Microsoft “Reimagines” its Role in the Tech Industry

Microsoft, the fourth-most valuable company in the world, could be in the midst of a make it or break it moment. The software giant is betting big on Friday’s launch of Windows 8, the most drastic change to its operating system in more than 15 years.

On Friday Microsoft also launched its first tablet, the Surface for Windows RT tablet; three years after Apple first introduced the iPad.

“If we’re not first, we want to be better,” said Microsoft CEO Steve Ballmer in an interview with ABC News.

While some tech analysts say Microsoft is habitually late to the game, others say Windows 8 is a colorful, intuitive revamp that integrates touch screen technology with desktop computing, and they brand the Surface as the first “real challenger” to the iPad.
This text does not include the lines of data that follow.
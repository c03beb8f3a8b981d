//! Configuration infrastructure module

mod xdg;

pub use xdg::XdgConfigStore;
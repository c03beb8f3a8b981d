//! Image re-encoding through an off-screen RGBA raster

use std::io::Cursor;

use async_trait::async_trait;
use image::{DynamicImage, GenericImageView, ImageFormat, Rgb, RgbImage, RgbaImage};

use super::image_format_for;
use crate::application::ports::{ConversionError, FormatConverter};
use crate::domain::content::{ContentType, OutputFile};

/// Converter that decodes the source into a raster at its natural size and
/// encodes that raster in the target format with codec defaults.
#[derive(Debug, Clone, Copy, Default)]
pub struct RasterConverter;

impl RasterConverter {
    pub fn new() -> Self {
        Self
    }
}

#[async_trait]
impl FormatConverter for RasterConverter {
    async fn convert(
        &self,
        source: Vec<u8>,
        source_type: &ContentType,
        target_type: &ContentType,
    ) -> Result<OutputFile, ConversionError> {
        let format = image_format_for(target_type)
            .filter(|f| f.writing_enabled())
            .ok_or_else(|| ConversionError::UnsupportedTarget(target_type.clone()))?;

        let source_type = source_type.clone();
        let target_type = target_type.clone();

        // Decoding and encoding are CPU-bound, so run in spawn_blocking
        tokio::task::spawn_blocking(move || transcode(&source, &source_type, target_type, format))
            .await
            .map_err(|e| ConversionError::TaskFailed(e.to_string()))?
    }
}

fn transcode(
    source: &[u8],
    source_type: &ContentType,
    target_type: ContentType,
    format: ImageFormat,
) -> Result<OutputFile, ConversionError> {
    let decoded = image::load_from_memory(source).map_err(|e| ConversionError::Decode {
        content_type: source_type.clone(),
        message: e.to_string(),
    })?;

    let (width, height) = decoded.dimensions();
    let canvas = decoded.to_rgba8();

    let encodable = if format == ImageFormat::Jpeg {
        DynamicImage::ImageRgb8(flatten_onto_black(&canvas))
    } else {
        DynamicImage::ImageRgba8(canvas)
    };

    let mut encoded = Cursor::new(Vec::new());
    encodable
        .write_to(&mut encoded, format)
        .map_err(|e| ConversionError::Encode {
            content_type: target_type.clone(),
            message: e.to_string(),
        })?;

    let encoded = encoded.into_inner();
    log::debug!(
        "re-encoded {}x{} image from {} to {} ({} -> {} bytes)",
        width,
        height,
        source_type,
        target_type,
        source.len(),
        encoded.len()
    );

    Ok(OutputFile::new(target_type, encoded))
}

/// Drop the alpha channel the way a cleared canvas does: transparent
/// pixels end up black.
fn flatten_onto_black(canvas: &RgbaImage) -> RgbImage {
    RgbImage::from_fn(canvas.width(), canvas.height(), |x, y| {
        let [r, g, b, a] = canvas.get_pixel(x, y).0;
        let scale = |c: u8| ((u16::from(c) * u16::from(a) + 127) / 255) as u8;
        Rgb([scale(r), scale(g), scale(b)])
    })
}
//! Infrastructure layer - Adapter implementations
//!
//! Contains concrete implementations of the port interfaces,
//! integrating with the system clipboard, the `image` codecs,
//! the config file and the attachment directory.

pub mod attachment;
pub mod clipboard;
pub mod config;
pub mod conversion;
pub mod preferences;

// Re-export adapters
pub use attachment::DirectoryAttachmentSink;
pub use clipboard::{create_clipboard, ArboardClipboard, FileClipboard, MemoryEntry};
pub use config::XdgConfigStore;
pub use conversion::{CodecFormatSupport, RasterConverter};
pub use preferences::MemoryPreferences;
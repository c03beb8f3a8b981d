//! Clipboard type selection

use super::content_type::ContentType;

/// Pick the representation to extract from a clipboard entry.
///
/// Returns the offered type ranked highest in `allowed`. When none of the
/// offered types is allowed, the first offered type is returned unchanged.
/// `preferred` is already folded into `allowed` by [`super::allowed_types`];
/// it is only consulted here to log the outcome.
///
/// Returns `None` only when `offered` is empty.
pub fn select_type(
    offered: &[ContentType],
    allowed: &[ContentType],
    preferred: Option<&ContentType>,
) -> Option<ContentType> {
    let best = offered
        .iter()
        .filter_map(|ct| allowed.iter().position(|a| a == ct).map(|rank| (rank, ct)))
        .min_by_key(|(rank, _)| *rank)
        .map(|(_, ct)| ct);

    let chosen = best.or_else(|| offered.first())?;

    if let Some(preferred) = preferred {
        if preferred != chosen && offered.contains(preferred) {
            log::debug!("preferred type {} offered but not allowed", preferred);
        }
    }

    Some(chosen.clone())
}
“What Microsoft is essentially doing is moving touch from the realm of the completely mobile (tablets and phones) to the sometimes mobile (laptops) and the never mobile (desktop all-in-ones),” said Barbara Krasnoff editor for Computer World.

Microsoft is fundamentally re-thinking what the tablet should be, said Mat Honan a tech writer with Wired Magazine.

“Google and Apple are pursuing a strategy where the tablet and the phone are essentially variations of each other,” Honan said. Microsoft has taken a different approach, viewing the tablet as “gateway between mobile and desktop” Honan said.

“Few people create documents, spreadsheets or presentations on their iPads,” said David Goldman, a tech reporter with CNN.

Microsoft is betting big that the Surface will change that.

“We started to look back and we said, wow, the user interface, the experience, the form factors, the kinds of PCs, were all developed in the mid-1990s,” said Steven Sinofsky president of the Windows Division in an interview with ABC News. “We looked and we said things are so different, we need to envision a new kind of software for those scenarios because the world is a different place.”

It’s no secret Microsoft needs the Surface and Windows 8 to succeed. The marketing campaign alone made history, costing an estimated $1.5 billion dollars. Forbes reports it’s the biggest product launch in the history of the tech industry.

But despite the Herculean ad campaign that included primetime commercials and a New York City interactive exhibit called “Microtropolis”, tech analysts say Microsoft’s launch just didn’t generate the same buzz as rival Apple does when it launches a product.

“As dominant as Microsoft was in the ‘90s, its products were never a status symbol like Apple’s are today,” CNN’s Goldman said.

On the eve of the Windows 8 launch, Microsoft’s CEO and staffers gathered Thursday with bloggers and tech writers in New York City to officially launch both Windows 8 and the Surface, but according to event attendees, the event was lackluster at best.

Melissa Perenson, a tech writer with PC World, described it as, “something more akin to an infomercial.”

“Thursday’s event was short on data that could add fresh perspective to the same-old, same-old we’ve been hearing about Windows 8 since Microsoft showed off the consumer preview in February,” Perenson wrote.

Others left the event feeling like Microsoft had once again laid the foundation of what is yet to come.

Kyle Wagner, a writer for the tech blog Gizmodo, in his assessment of Windows 8 said it felt like a “rough draft of a deeply interesting idea.” Impressive ambition, but not quite there yet, Wagner said.

Reviews of the Surface have been mixed. While critics seem to unanimously admire the look and the design, it’s the software that has been met with complaints, ironic for a company that’s bread and butter lies in software development.

The Surface’s battery life, at 8 to 10 hours is better than Google’s Android tablet but not as reliable as the iPad, which consistently gets 10 hours of battery life reviewers said.

Another gripe is the still evolving Window’s app store. Some reviewers felt consumers would be disappointed by the approximately 100,000 apps in the Windows store. Apple’s app store in comparison has approximately 700,000 applications.

Some say the true test of Microsoft’s success as a comeback in the tech world doesn’t necessarily lie in current sales.

Barbara Krasnoff of Computer World believes the true test will come over the course of the next several years, if Microsoft is able to change user’s expectations, similar to what Apple has done with products like the iPhone and now the iPad.

“If Microsoft actually succeeds in changing users’ expectations in what they want from their hardware, will competing companies such as Apple start looking at creating laptops and other larger devices with touch screens as well?” Kransnoff asks.

If this happens, Kransnoff speculates Microsoft and Windows 8 could be responsible for ushering in a new era of touch screen computing.